Second, you need to include the debugLog() function itself:

function debugLog(s) {
    // Logs a string to both the console and the device Log attribute
    //  because the console is not available in the app.  It can also
    //  trim the device Log to keep it from growing too large if
    //  LOG_MAX is not 0.
    if(debug) {
        var device = plugin.Devices[plugin.Name];

        // is this the first time through?
        if(device && !device.Log) {
            // log is empty, so start it off with version info
            var verstr = plugin.Name + ": version " + VERSION;
            console.log(verstr);
            device.Log = verstr + "\n";
        }

        var logstr = plugin.Name + ": " + s;

        // send it to the console
        console.log(logstr);

        // send it to the device log
        if(device && device.Log) {
            device.Log += logstr + "\n";
           
            // trim the log if necessary
            if(LOG_MAX && (device.Log.length > LOG_MAX)) {
                device.Log = device.Log.slice(-(LOG_MAX + LOG_TRIM));
            }
        }
    }
}

Third , you need to add the “Log” Attribute to your device object. I do this through onSynchronizeDevices() with:

    device.Attributes = [ "Log" ];

But if you already have the device object created, you could also just select the device object under “Devices” and in the “Properties” pane, add “Log” to the Attributes:
attributes

Once you have done this, just use debugLog() instead of console.log() in your plugin and the logged messages are available through device.Log, which you can bind like any other device attribute. I built an interface in my remote to access the Logs for several of my plugins using a Page Browser and a Label:
log

Although it doesn’t show a vertical scroll bar, you can scroll it vertically as well. It has worked fairly well for me, especially when experimenting with different ways of sending commands and trying to observe the effect it has on the devices.

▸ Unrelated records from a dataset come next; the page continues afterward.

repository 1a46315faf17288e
//! API client behaviour against a mock HTTP server.
#![cfg(feature = "client")]

use std::time::Duration;

use albrd_admin::api::ApiClient;
use albrd_admin::errors::ErrorBody;
use albrd_admin::forms::page::PageParams;
use albrd_admin::forms::survey::{ResultDeleteParams, ResultDeleteParamsDto};
use albrd_admin::providers::PoolProvider;
use albrd_admin::services::pool::list_pools;
use albrd_admin::transport::{AUTH_HEADER, HttpTransport, Session};
use serde_json::json;
use wiremock::matchers::{header, method, path, query_param};
use wiremock::{Mock, MockServer, ResponseTemplate};

fn client(base_url: &str, timeout: Duration) -> ApiClient {
    ApiClient::new(HttpTransport::from_base_url(base_url, timeout).expect("valid base url"))
}

fn session() -> Session {
    Session::new(Some("token-123".to_string()))
}

#[tokio::test]
async fn get_pools_sends_headers_and_maps_page() {
    let server = MockServer::start().await;
    Mock::given(method("GET"))
        .and(path("/pool"))
        .and(query_param("startIndex", "0"))
        .and(query_param("maxResults", "20"))
        .and(header(AUTH_HEADER, "token-123"))
        .and(header("accept-encoding", "gzip"))
        .respond_with(ResponseTemplate::new(200).set_body_json(json!({
            "totalItems": 41,
            "items": [
                { "poolId": 1, "name": "Centro", "eiSerie": "EI-1", "extra": "x" },
                { "poolId": 2, "name": "Norte", "eiSerie": "EI-2", "address": "Av. 1" }
            ]
        })))
        .expect(1)
        .mount(&server)
        .await;

    let page = client(&server.uri(), Duration::from_secs(5))
        .get_pools(&session(), PageParams::default())
        .await
        .expect("pools page");

    assert_eq!(page.total_items, 41);
    assert_eq!(page.items.len(), 2);
    assert_eq!(page.items[0].name, "Centro");
    assert_eq!(page.items[1].address.as_deref(), Some("Av. 1"));
}

#[tokio::test]
async fn anonymous_session_omits_auth_header() {
    let server = MockServer::start().await;
    Mock::given(method("GET"))
        .and(path("/survey/question"))
        .respond_with(
            ResponseTemplate::new(200).set_body_json(json!({ "totalItems": 0, "items": [] })),
        )
        .mount(&server)
        .await;

    let page = client(&server.uri(), Duration::from_secs(5))
        .get_questions(&Session::anonymous())
        .await
        .expect("questions page");

    assert!(page.is_empty());
    let requests = server.received_requests().await.expect("recording enabled");
    assert_eq!(requests.len(), 1);
    assert!(requests[0].headers.get(AUTH_HEADER).is_none());
}

#[tokio::test]
async fn backend_error_body_passes_through_unchanged() {
    let server = MockServer::start().await;
    let body = json!({
        "errorCode": 404,
        "userMessage": "Sede no encontrada",
        "developerMessage": "pool 99 does not exist",
        "moreInfo": "https://docs.invalid/errors/404"
    });
    Mock::given(method("GET"))
        .and(path("/pool"))
        .respond_with(ResponseTemplate::new(404).set_body_json(body))
        .mount(&server)
        .await;

    let err = client(&server.uri(), Duration::from_secs(5))
        .get_pools(&session(), PageParams::default())
        .await
        .unwrap_err();

    assert_eq!(
        err,
        ErrorBody {
            error_code: 404,
            user_message: "Sede no encontrada".to_string(),
            developer_message: "pool 99 does not exist".to_string(),
            more_info: "https://docs.invalid/errors/404".to_string(),
        }
    );
}

#[tokio::test]
async fn invalid_json_is_a_parsing_error() {
    let server = MockServer::start().await;
    Mock::given(method("GET"))
        .and(path("/pool"))
        .respond_with(ResponseTemplate::new(200).set_body_string("<html>oops</html>"))
        .mount(&server)
        .await;

    let err = client(&server.uri(), Duration::from_secs(5))
        .get_pools(&session(), PageParams::default())
        .await
        .unwrap_err();

    assert_eq!(err.error_code, 50003);
    assert!(err.developer_message.is_empty());
    assert!(err.more_info.is_empty());
}

#[tokio::test]
async fn unexpected_payload_shape_is_a_parsing_error() {
    let server = MockServer::start().await;
    Mock::given(method("GET"))
        .and(path("/pool"))
        .respond_with(ResponseTemplate::new(200).set_body_json(json!([1, 2, 3])))
        .mount(&server)
        .await;

    let err = client(&server.uri(), Duration::from_secs(5))
        .get_pools(&session(), PageParams::default())
        .await
        .unwrap_err();

    assert_eq!(err.error_code, 50003);
}

#[tokio::test]
async fn slow_response_is_a_timeout_error() {
    let server = MockServer::start().await;
    Mock::given(method("GET"))
        .and(path("/pool"))
        .respond_with(
            ResponseTemplate::new(200)
                .set_body_json(json!({ "totalItems": 0, "items": [] }))
                .set_delay(Duration::from_secs(2)),
        )
        .mount(&server)
        .await;

    let err = client(&server.uri(), Duration::from_millis(100))
        .get_pools(&session(), PageParams::default())
        .await
        .unwrap_err();

    assert_eq!(err.error_code, 50004);
    assert!(!err.user_message.is_empty());
}

#[tokio::test]
async fn unreachable_server_is_a_fetch_error() {
    let err = client("http://127.0.0.1:1/", Duration::from_secs(5))
        .get_pools(&session(), PageParams::default())
        .await
        .unwrap_err();

    assert_eq!(err.error_code, 50002);
}

#[tokio::test]
async fn delete_result_accepts_no_content() {
    let server = MockServer::start().await;
    Mock::given(method("DELETE"))
        .and(path("/survey/result/7"))
        .and(header(AUTH_HEADER, "token-123"))
        .respond_with(ResponseTemplate::new(204))
        .expect(1)
        .mount(&server)
        .await;

    let dto = ResultDeleteParamsDto::from_payload(&json!({ "resultId": "7" })).expect("object");
    let params = ResultDeleteParams::try_from(&dto).expect("valid params");

    client(&server.uri(), Duration::from_secs(5))
        .delete_result(&session(), params)
        .await
        .expect("deleted");
}

#[tokio::test]
async fn base_path_prefix_is_kept() {
    let server = MockServer::start().await;
    Mock::given(method("GET"))
        .and(path("/api/v1/pool"))
        .respond_with(
            ResponseTemplate::new(200).set_body_json(json!({ "totalItems": 0, "items": [] })),
        )
        .expect(1)
        .mount(&server)
        .await;

    let api = client(&format!("{}/api/v1/", server.uri()), Duration::from_secs(5));
    let raw = api
        .fetch_pools(&session(), &PageParams::default())
        .await
        .expect("raw payload");

    assert_eq!(raw["totalItems"], 0);
}

#[tokio::test]
async fn service_collapses_http_failures_into_error_model() {
    let server = MockServer::start().await;
    Mock::given(method("GET"))
        .and(path("/pool"))
        .respond_with(ResponseTemplate::new(500).set_body_string("internal error"))
        .mount(&server)
        .await;

    let api = client(&server.uri(), Duration::from_secs(5));
    let err = list_pools(&api, &session(), &PageParams::default())
        .await
        .unwrap_err();

    assert_eq!(err.code, None);
    assert_eq!(err.user_message, albrd_admin::errors::FALLBACK_MESSAGE);
}
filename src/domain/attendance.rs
use chrono::NaiveDate;
use serde::{Deserialize, Serialize};

use crate::domain::types::PoolId;
use crate::mapper::Model;
use crate::schema::{FieldKind, FieldSpec, ModelSchema};

pub const ATTENDANCE_SCHEMA: ModelSchema = ModelSchema::new(
    "AttendanceListResponseModel",
    &[
        FieldSpec::required("poolId", "Sede", FieldKind::Integer),
        FieldSpec::optional("poolName", "Nombre de la sede", FieldKind::Text),
        FieldSpec::required("attendanceDate", "Fecha", FieldKind::Date),
        FieldSpec::required("totalAttendance", "Asistencia total", FieldKind::Integer),
        FieldSpec::optional("members", "Socios", FieldKind::Integer),
        FieldSpec::optional("guests", "Invitados", FieldKind::Integer),
    ],
);

/// Attendance totals of one pool for one day.
#[derive(Clone, Debug, Serialize, Deserialize, PartialEq, Eq)]
#[serde(rename_all = "camelCase")]
pub struct AttendanceListResponse {
    pub pool_id: PoolId,
    pub pool_name: Option<String>,
    pub attendance_date: NaiveDate,
    pub total_attendance: i64,
    pub members: Option<i64>,
    pub guests: Option<i64>,
}

impl Model for AttendanceListResponse {
    const SCHEMA: &'static ModelSchema = &ATTENDANCE_SCHEMA;
}
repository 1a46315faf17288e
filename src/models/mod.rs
pub mod config;
//! Attendance and sales reports.

use crate::domain::attendance::AttendanceListResponse;
use crate::domain::sale::SaleDetail;
use crate::forms::attendance::AttendanceParams;
use crate::forms::sale::SaleDetailParams;
use crate::mapper::Model;
use crate::pagination::Page;
use crate::providers::{AttendanceProvider, SaleProvider};
use crate::services::{ServiceResult, normalize};
use crate::transport::Session;

/// Loads daily attendance totals of one pool for a date range.
pub async fn list_attendance<P>(
    provider: &P,
    session: &Session,
    params: &AttendanceParams,
) -> ServiceResult<Page<AttendanceListResponse>>
where
    P: AttendanceProvider + ?Sized,
{
    let raw = provider
        .fetch_attendance(session, params)
        .await
        .map_err(|err| normalize("fetch attendance", err))?;

    Page::from_pagination(&raw, AttendanceListResponse::from_payload)
        .map_err(|err| normalize("map attendance", err.into()))
}

/// Loads sale lines for a date range, optionally restricted to one pool.
pub async fn list_sale_details<P>(
    provider: &P,
    session: &Session,
    params: &SaleDetailParams,
) -> ServiceResult<Page<SaleDetail>>
where
    P: SaleProvider + ?Sized,
{
    let raw = provider
        .fetch_sale_details(session, params)
        .await
        .map_err(|err| normalize("fetch sale details", err))?;

    Page::from_pagination(&raw, SaleDetail::from_payload)
        .map_err(|err| normalize("map sale details", err.into()))
}
use serde::{Deserialize, Serialize};

use crate::domain::types::PoolId;
use crate::mapper::Model;
use crate::schema::{FieldKind, FieldSpec, ModelSchema};

pub const POOL_SCHEMA: ModelSchema = ModelSchema::new(
    "PoolModel",
    &[
        FieldSpec::required("poolId", "Sede", FieldKind::Integer),
        FieldSpec::required("name", "Nombre", FieldKind::Text),
        FieldSpec::required("eiSerie", "Serie", FieldKind::Text),
        FieldSpec::optional("description", "Descripción", FieldKind::Text),
        FieldSpec::optional("address", "Dirección", FieldKind::Text),
    ],
);

/// A pool location ("sede") operated by the business.
#[derive(Clone, Debug, Serialize, Deserialize, PartialEq, Eq)]
#[serde(rename_all = "camelCase")]
pub struct Pool {
    pub pool_id: PoolId,
    pub name: String,
    pub ei_serie: String,
    pub description: Option<String>,
    pub address: Option<String>,
}

impl Model for Pool {
    const SCHEMA: &'static ModelSchema = &POOL_SCHEMA;
}
use serde::{Deserialize, Serialize};

use crate::domain::types::{PoolId, TrainerId};
use crate::mapper::Model;
use crate::schema::{FieldKind, FieldSpec, ModelSchema};

pub const TRAINER_SCHEMA: ModelSchema = ModelSchema::new(
    "TrainerModel",
    &[
        FieldSpec::required("trainerId", "Entrenador", FieldKind::Integer),
        FieldSpec::required("name", "Nombre", FieldKind::Text),
        FieldSpec::optional("lastName", "Apellido", FieldKind::Text),
        FieldSpec::optional("email", "Correo", FieldKind::Text),
        FieldSpec::optional("phone", "Teléfono", FieldKind::Text),
        FieldSpec::optional("poolId", "Sede", FieldKind::Integer),
    ],
);

#[derive(Clone, Debug, Serialize, Deserialize, PartialEq, Eq)]
#[serde(rename_all = "camelCase")]
pub struct Trainer {
    pub trainer_id: TrainerId,
    pub name: String,
    pub last_name: Option<String>,
    pub email: Option<String>,
    pub phone: Option<String>,
    /// Pool the trainer is assigned to, if any.
    pub pool_id: Option<PoolId>,
}

impl Trainer {
    /// Display name combining first and last name.
    pub fn full_name(&self) -> String {
        match &self.last_name {
            Some(last_name) => format!("{} {}", self.name, last_name),
            None => self.name.clone(),
        }
    }
}

impl Model for Trainer {
    const SCHEMA: &'static ModelSchema = &TRAINER_SCHEMA;
}
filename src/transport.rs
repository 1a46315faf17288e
//! Reqwest-backed access to the dashboard REST API.
//!
//! The transport owns request construction (auth and encoding headers, URL
//! building) and collapses every failure into an [`AppError`]: reqwest errors
//! become one of the [`TransportErrorKind`]s, non-2xx responses with a
//! recognized body become [`AppError::Backend`].

use std::time::Duration;

use reqwest::header::ACCEPT_ENCODING;
use reqwest::{Client, Method, StatusCode};
use serde_json::Value;
use url::Url;

use crate::errors::{AppError, AppResult, ErrorBody, TransportErrorKind};

/// Header carrying the session token on every authenticated request.
pub const AUTH_HEADER: &str = "x-albrd-authorization";

/// Credentials attached to outgoing requests.
///
/// Passed explicitly to every call instead of being read from shared state.
#[derive(Clone, Debug, Default, PartialEq, Eq)]
pub struct Session {
    token: Option<String>,
}

impl Session {
    /// Blank tokens are treated as no token.
    pub fn new(token: Option<String>) -> Self {
        Self {
            token: token
                .map(|token| token.trim().to_string())
                .filter(|token| !token.is_empty()),
        }
    }

    pub fn anonymous() -> Self {
        Self::default()
    }

    pub fn token(&self) -> Option<&str> {
        self.token.as_deref()
    }
}

/// HTTP client bound to one API base URL.
#[derive(Clone, Debug)]
pub struct HttpTransport {
    client: Client,
    base_url: Url,
}

impl HttpTransport {
    /// Builds a transport whose requests fail with a timeout error after `timeout`.
    pub fn new(base_url: Url, timeout: Duration) -> AppResult<Self> {
        let client = Client::builder()
            .timeout(timeout)
            .build()
            .map_err(map_transport_error)?;
        Ok(Self { client, base_url })
    }

    /// Parses `base_url` and builds the transport.
    pub fn from_base_url(base_url: &str, timeout: Duration) -> AppResult<Self> {
        let base_url = Url::parse(base_url).map_err(|err| {
            AppError::transport(
                TransportErrorKind::CustomError,
                format!("invalid API base URL `{base_url}`: {err}"),
            )
        })?;
        Self::new(base_url, timeout)
    }

    pub fn base_url(&self) -> &Url {
        &self.base_url
    }

    /// Resolves an API path such as `/survey/result/7` against the base URL.
    pub fn endpoint(&self, path: &str) -> AppResult<Url> {
        let mut url = self.base_url.clone();
        url.path_segments_mut()
            .map_err(|()| {
                AppError::transport(
                    TransportErrorKind::CustomError,
                    format!("API base URL `{}` cannot carry a path", self.base_url),
                )
            })?
            .pop_if_empty()
            .extend(path.split('/').filter(|segment| !segment.is_empty()));
        Ok(url)
    }

    /// Issues one request and returns the decoded JSON body.
    ///
    /// An empty successful body decodes to [`Value::Null`]. No retries are performed.
    pub async fn send(
        &self,
        session: &Session,
        method: Method,
        path: &str,
        query: &[(&'static str, String)],
    ) -> AppResult<Value> {
        let url = self.endpoint(path)?;
        log::debug!("{method} {path}");

        let mut request = self
            .client
            .request(method, url)
            .header(ACCEPT_ENCODING, "gzip")
            .query(query);
        if let Some(token) = session.token() {
            request = request.header(AUTH_HEADER, token);
        }

        let response = request.send().await.map_err(map_transport_error)?;
        let status = response.status();
        let body = response.bytes().await.map_err(map_transport_error)?;

        if !status.is_success() {
            return Err(map_status_error(status, body.as_ref()));
        }

        parse_body(body.as_ref())
    }

    pub async fn get(
        &self,
        session: &Session,
        path: &str,
        query: &[(&'static str, String)],
    ) -> AppResult<Value> {
        self.send(session, Method::GET, path, query).await
    }

    pub async fn delete(&self, session: &Session, path: &str) -> AppResult<Value> {
        self.send(session, Method::DELETE, path, &[]).await
    }
}

fn parse_body(body: &[u8]) -> AppResult<Value> {
    if body.iter().all(u8::is_ascii_whitespace) {
        return Ok(Value::Null);
    }
    serde_json::from_slice(body).map_err(|err| {
        AppError::transport(
            TransportErrorKind::ParsingError,
            format!("invalid JSON payload: {err}"),
        )
    })
}

fn map_transport_error(error: reqwest::Error) -> AppError {
    let kind = if error.is_timeout() {
        TransportErrorKind::TimeoutError
    } else if error.is_builder() {
        TransportErrorKind::CustomError
    } else if error.is_decode() {
        TransportErrorKind::ParsingError
    } else {
        TransportErrorKind::FetchError
    };
    AppError::transport(kind, error.to_string())
}

fn map_status_error(status: StatusCode, body: &[u8]) -> AppError {
    if let Some(body) = ErrorBody::parse(body) {
        return AppError::Backend(body);
    }

    let preview = body_preview(body);
    let message = if preview.is_empty() {
        format!("status {}", status.as_u16())
    } else {
        format!("status {}: {preview}", status.as_u16())
    };
    AppError::transport(TransportErrorKind::ParsingError, message)
}

fn body_preview(body: &[u8]) -> String {
    const PREVIEW_CHAR_LIMIT: usize = 160;

    let compact = String::from_utf8_lossy(body)
        .split_whitespace()
        .collect::<Vec<_>>()
        .join(" ");
    let preview = compact.chars().take(PREVIEW_CHAR_LIMIT).collect::<String>();
    if compact.chars().count() > PREVIEW_CHAR_LIMIT {
        format!("{preview}...")
    } else {
        preview
    }
}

I hope this is helpful. In the interest of keeping my own published plugins clean, I’m probably (haven’t completely decided yet) going to strip most of the debugLog() functionality and just have it be a wrapper for console.log(), but in my own setup, I keep it live in all of my plugins. I like to be able to see the version information and confirm that the plugin is communicating correctly.

I’m interested in what other debugging techniques people use–I’ve refined this code over several iterations already and I’m sure there are more features/capabilities I could add to it. Happy to answer any questions or clarify anything above. Hope you find it useful!